Вино… Хотелось бы обойти этот вопрос — не обернется он здесь приятным для меня разговором.

О вине вина перед футболом кто же лучше скажет, если не мы? Кто — мы? Ну, я в данном случае — устраивает? Выскажу свои личные соображения, ни на что не претендуя.

Не секрет — и я не безгрешен.

Но рискну утверждать, что во всем, с вином связанным, я перед самим собой бывал виноват в большей степени, чем перед футболом, перед товарищами, с которыми вместе играл.

Никогда футболу я ради вина не изменял.

Один-единственный раз по-настоящему я оказался виноват перед футболом из-за вина — тогда в Тарасовке, весной пятьдесят восьмого года.

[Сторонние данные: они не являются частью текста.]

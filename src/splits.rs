use std::fmt;

use serde::{Deserialize, Serialize};

use crate::constants::splits::{ALL_SPLITS, TEST_FILENAME, TRAIN_FILENAME, VALID_FILENAME};
use crate::errors::PipelineError;
use crate::types::LineIndex;

/// Logical dataset partitions produced by the pipeline.
#[derive(Clone, Copy, Debug, PartialEq, Eq, Hash, Serialize, Deserialize)]
pub enum SplitLabel {
    /// Training split.
    Train,
    /// Test split.
    Test,
    /// Validation split.
    Validation,
}

impl SplitLabel {
    /// Output filename for this split's pair file.
    pub fn filename(self) -> &'static str {
        match self {
            SplitLabel::Train => TRAIN_FILENAME,
            SplitLabel::Test => TEST_FILENAME,
            SplitLabel::Validation => VALID_FILENAME,
        }
    }
}

impl fmt::Display for SplitLabel {
    fn fmt(&self, f: &mut fmt::Formatter<'_>) -> fmt::Result {
        match self {
            SplitLabel::Train => write!(f, "train"),
            SplitLabel::Test => write!(f, "test"),
            SplitLabel::Validation => write!(f, "valid"),
        }
    }
}

/// Ratio configuration for train/validation/test window sizing.
#[derive(Clone, Copy, Debug, Serialize, Deserialize)]
pub struct SplitRatios {
    /// Fraction assigned to train.
    pub train: f32,
    /// Fraction assigned to validation.
    pub validation: f32,
    /// Fraction assigned to test.
    pub test: f32,
}

impl Default for SplitRatios {
    fn default() -> Self {
        Self {
            train: 0.8,
            validation: 0.1,
            test: 0.1,
        }
    }
}

impl SplitRatios {
    /// Validate that ratios sum to `1.0` (within epsilon).
    pub fn normalized(self) -> Result<Self, PipelineError> {
        let sum = self.train + self.validation + self.test;
        if (sum - 1.0).abs() > 1e-6 {
            return Err(PipelineError::Configuration(
                "split ratios must sum to 1.0".to_string(),
            ));
        }
        Ok(self)
    }
}

/// Half-open window `[start, end)` of corpus line indices assigned to one
/// split.
#[derive(Clone, Copy, Debug, PartialEq, Eq)]
pub struct SplitWindow {
    /// First line index inside the window.
    pub start: LineIndex,
    /// First line index past the window.
    pub end: LineIndex,
}

impl SplitWindow {
    /// Create a window over `[start, end)`.
    pub fn new(start: LineIndex, end: LineIndex) -> Self {
        debug_assert!(start <= end);
        Self { start, end }
    }

    /// Number of line indices inside the window.
    pub fn len(self) -> usize {
        self.end - self.start
    }

    /// True when the window covers no lines.
    pub fn is_empty(self) -> bool {
        self.start == self.end
    }

    /// Midpoint separating match pairs (below) from non-match pairs (at or
    /// above). A one-line window therefore yields a non-match pair.
    pub fn midpoint(self) -> LineIndex {
        self.start + self.len() / 2
    }
}

/// Compute the three split windows partitioning `[0, total)`.
///
/// Cut points are `round(total * train)` and `round(total * (train + test))`,
/// clamped monotone; the validation window absorbs the remainder. The windows
/// are strictly disjoint and exactly cover the corpus, in the canonical
/// train, test, valid order.
pub fn split_windows(
    total: usize,
    ratios: SplitRatios,
) -> Result<[(SplitLabel, SplitWindow); 3], PipelineError> {
    let ratios = ratios.normalized()?;
    let c1 = cut_point(total, f64::from(ratios.train)).min(total);
    let c2 = cut_point(total, f64::from(ratios.train + ratios.test)).clamp(c1, total);
    let bounds = [(0, c1), (c1, c2), (c2, total)];
    let mut windows = [(SplitLabel::Train, SplitWindow::new(0, 0)); 3];
    for (slot, (label, (start, end))) in windows.iter_mut().zip(ALL_SPLITS.into_iter().zip(bounds))
    {
        *slot = (label, SplitWindow::new(start, end));
    }
    Ok(windows)
}

fn cut_point(total: usize, fraction: f64) -> usize {
    ((total as f64) * fraction).round() as usize
}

И как был за это наказан!


Не обо всем, что случалось с ним под влиянием, скажем мягко, винных паров, вспоминает в этих строках Эдуард. Были, были и другие случаи. За них журили, о них писали, с ними мирились. Но где-то, по большому счету, их не простили и их учли (и зачли), когда случилось это роковое — в поселке Правда, весной пятьдесят восьмого года… Когда случилось то, что повернуло на сто восемьдесят градусов жизнь и спорт, многое сломало, многого лишило.